Defense issue analysis, Topic modeling, LDA, BERT

1. Introduction

Defense Innovation 4.0 is the current government's defense reform plan. It was announced as part of the 110th National Agenda Tasks on May 3, 2022, by the 20th Presidential Transition Committee ^[1]. It aims to redesign the overall defense posture at a high level, akin to creating a new military branch, and to drive Defense Innovation 4.0 for the development of an AI-based science and technology powerhouse within the defense sector. Furthermore, a key focus is on addressing the shortage of military human resources and minimizing casualties. Since the announcement of national tasks, the Ministry of National Defense has embarked on the comprehensive pursuit of Defense Innovation 4.0, as evidenced in Table 1. From the establishment of the Defense Innovation 4.0 Task Force ^[2] to the unveiling of the basic plan ^[3], the ministry has invested substantial effort. However, despite these endeavors, an analysis regarding the extent to which Defense Innovation 4.0 has become an issue in the general media or among citizens, and the impact it has exerted, has not yet been conducted.

In this paper, we aims to analyze the level of public interest and awareness regarding Defense Innovation 4.0, the current government's defense reform initiative. Additionally, it seeks an objective investigation into whether the private media addresses issues related to Defense Innovation 4.0 within the sphere of national defense. To achieve this, articles concerning defense matters from private media sources were collected using the Korea Press Foundation's BigKinds platform ^[4].

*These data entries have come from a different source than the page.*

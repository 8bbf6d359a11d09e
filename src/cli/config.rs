use clap::{Parser, Subcommand};
use serde::{Deserialize, Serialize};

use crate::classify::classify_model::FieldRole;
use crate::classify::lexicon::Lexicon;
use crate::fill::response::DEFAULT_PROMPT;

// ============================================================================
// CLI Argument Parsing (clap derive)
// ============================================================================

#[derive(Parser, Debug)]
#[command(
    name = "field-detection",
    version,
    about = "Form-field role detection for autofill snapshots"
)]
pub struct Cli {
    #[command(subcommand)]
    pub command: Commands,

    /// Verbosity level (-v, -vv)
    #[arg(short, long, action = clap::ArgAction::Count, global = true)]
    pub verbose: u8,

    /// Path to config file (default: field-detection.yaml in current dir)
    #[arg(long, global = true)]
    pub config: Option<String>,

    /// Trace output path (JSONL); overrides the config file
    #[arg(long, global = true)]
    pub trace: Option<String>,
}

#[derive(Subcommand, Debug)]
pub enum Commands {
    /// Classify a snapshot and print the detected field roles
    Classify {
        /// Path to a snapshot JSON file (bare tree or fill request)
        #[arg(long)]
        snapshot: String,

        /// Output format: console, json
        #[arg(long, default_value = "console")]
        format: String,

        /// Output file path (default: stdout)
        #[arg(short, long)]
        output: Option<String>,
    },

    /// Classify a snapshot and apply the fill gate
    Fill {
        /// Path to a snapshot JSON file (bare tree or fill request)
        #[arg(long)]
        snapshot: String,

        /// Output format: console, json
        #[arg(long, default_value = "console")]
        format: String,

        /// Output file path (default: stdout)
        #[arg(short, long)]
        output: Option<String>,
    },
}

// ============================================================================
// Config File Model (optional YAML)
// ============================================================================

/// Optional YAML config file: `field-detection.yaml`
#[derive(Debug, Clone, Serialize, Deserialize)]
pub struct AppConfig {
    #[serde(default)]
    pub lexicon: LexiconConfig,

    #[serde(default)]
    pub trace: TraceConfig,

    /// Suggestion label shown on the fill offer.
    #[serde(default = "default_prompt")]
    pub prompt: String,
}

impl Default for AppConfig {
    fn default() -> Self {
        Self {
            lexicon: LexiconConfig::default(),
            trace: TraceConfig::default(),
            prompt: DEFAULT_PROMPT.to_string(),
        }
    }
}

/// Extra trigger tokens merged into the built-in lexicon, per role.
/// New locales are added here rather than in code.
#[derive(Debug, Clone, Serialize, Deserialize, Default)]
pub struct LexiconConfig {
    #[serde(default)]
    pub password: Vec<String>,

    #[serde(default)]
    pub username: Vec<String>,

    #[serde(default)]
    pub email: Vec<String>,

    #[serde(default)]
    pub name: Vec<String>,

    #[serde(default)]
    pub phone: Vec<String>,
}

#[derive(Debug, Clone, Serialize, Deserialize, Default)]
pub struct TraceConfig {
    pub path: Option<String>,
}

// Serde default helpers
fn default_prompt() -> String {
    DEFAULT_PROMPT.to_string()
}

// ============================================================================
// Config File Loading
// ============================================================================

/// Load config from a YAML file. Returns defaults if file is missing or malformed.
pub fn load_config(path: Option<&str>) -> AppConfig {
    let config_path = path.unwrap_or("field-detection.yaml");
    match std::fs::read_to_string(config_path) {
        Ok(content) => serde_yaml::from_str(&content).unwrap_or_default(),
        Err(_) => AppConfig::default(),
    }
}

// ============================================================================
// Lexicon Building (merge built-ins with config additions)
// ============================================================================

/// Build the effective lexicon: built-in token sets plus config additions.
/// Additions never change the role priority order.
pub fn build_lexicon(config: &LexiconConfig) -> Lexicon {
    let mut lexicon = Lexicon::default();
    lexicon.extend(FieldRole::Password, config.password.iter().cloned());
    lexicon.extend(FieldRole::Username, config.username.iter().cloned());
    lexicon.extend(FieldRole::EmailAddress, config.email.iter().cloned());
    lexicon.extend(FieldRole::PersonName, config.name.iter().cloned());
    lexicon.extend(FieldRole::PhoneNumber, config.phone.iter().cloned());
    lexicon
}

Table 1. Defense Innovation 4.0 progress

Progress Overview	Key Content	Remarks (Lead)
2022. 07. 01 Establishment of Defense Innovation 4.0 Task Force	Conception of the basic concept of "Defense Innovation 4.0"	Deputy Minister of Defense
2022. 07. 14 1st Meeting of Defense Innovation 4.0 Task Force	Issuance of the Ministry of Defense guidelines for "Defense Innovation 4.0"	Minister of Defense
2022. 08. 10 2nd Meeting of Defense Innovation 4.0 Task Force	Review of tasks in the basic plan of "Defense Innovation 4.0"	Minister of Defense
2022. 08. 12 1st Seminar on Defense Innovation 4.0	Gathering opinions of internal and external military experts on the direction of "Defense Innovation 4.0"	Deputy Minister of Defense
2022. 09. 27 2nd Seminar on Defense Innovation 4.0	Presenting major issues and alternatives for "Defense Innovation 4.0"	Minister of Defense
2022. 10. 26 3rd Seminar on Defense Innovation 4.0	Proposal of development strategies for defense R&D systems and augmentation processes, the foundation of "Defense Innovation 4.0"	Chairman of the National Defense Committee & Minister of Defense
2022. 11. 16 4th Seminar on Defense Innovation 4.0	Forming a consensus among key military officials regarding "Defense Innovation 4.0"	Minister of Defense
2023. 03. 03 Announcement of Defense Innovation 4.0 Basic Plan	Presidential endorsement of the "Defense Innovation 4.0 Basic Plan"	Ministry of Defense

For effective analysis, we employ the Latent Dirichlet Allocation (LDA) method to identify the top N significant topics from these articles. The LDA method filters out unnecessary noise and models word associations with specific topics. Through LDA topic modeling, we identify representative topics in three categories: 1) pre-Defense Innovation 4.0 articles, 2) post-Defense Innovation 4.0 articles, and 3) articles specifically related to Defense Innovation 4.0. To assess the impact of Defense Innovation 4.0, we compute sentence similarity among topics using the bidirectional encoder representations from transformers (BERT) model. This approach allows us to analyze the evolution of defense issues from the official announcement date of Defense Innovation 4.0.

Moreover, this research underscores the importance of leveraging advanced machine-learning techniques in policy analysis. By employing methods like LDA and BERT, we can provide a nuanced understanding of how major policy initiatives are reflected in public discourse. This approach not only aids in measuring the effectiveness of communication strategies but also highlights the evolving nature of public opinion and media focus. Such insights are invaluable for policymakers to adapt and respond proactively to public sentiment, ensuring that the objectives of initiatives like Defense Innovation 4.0 are met with informed support and constructive feedback.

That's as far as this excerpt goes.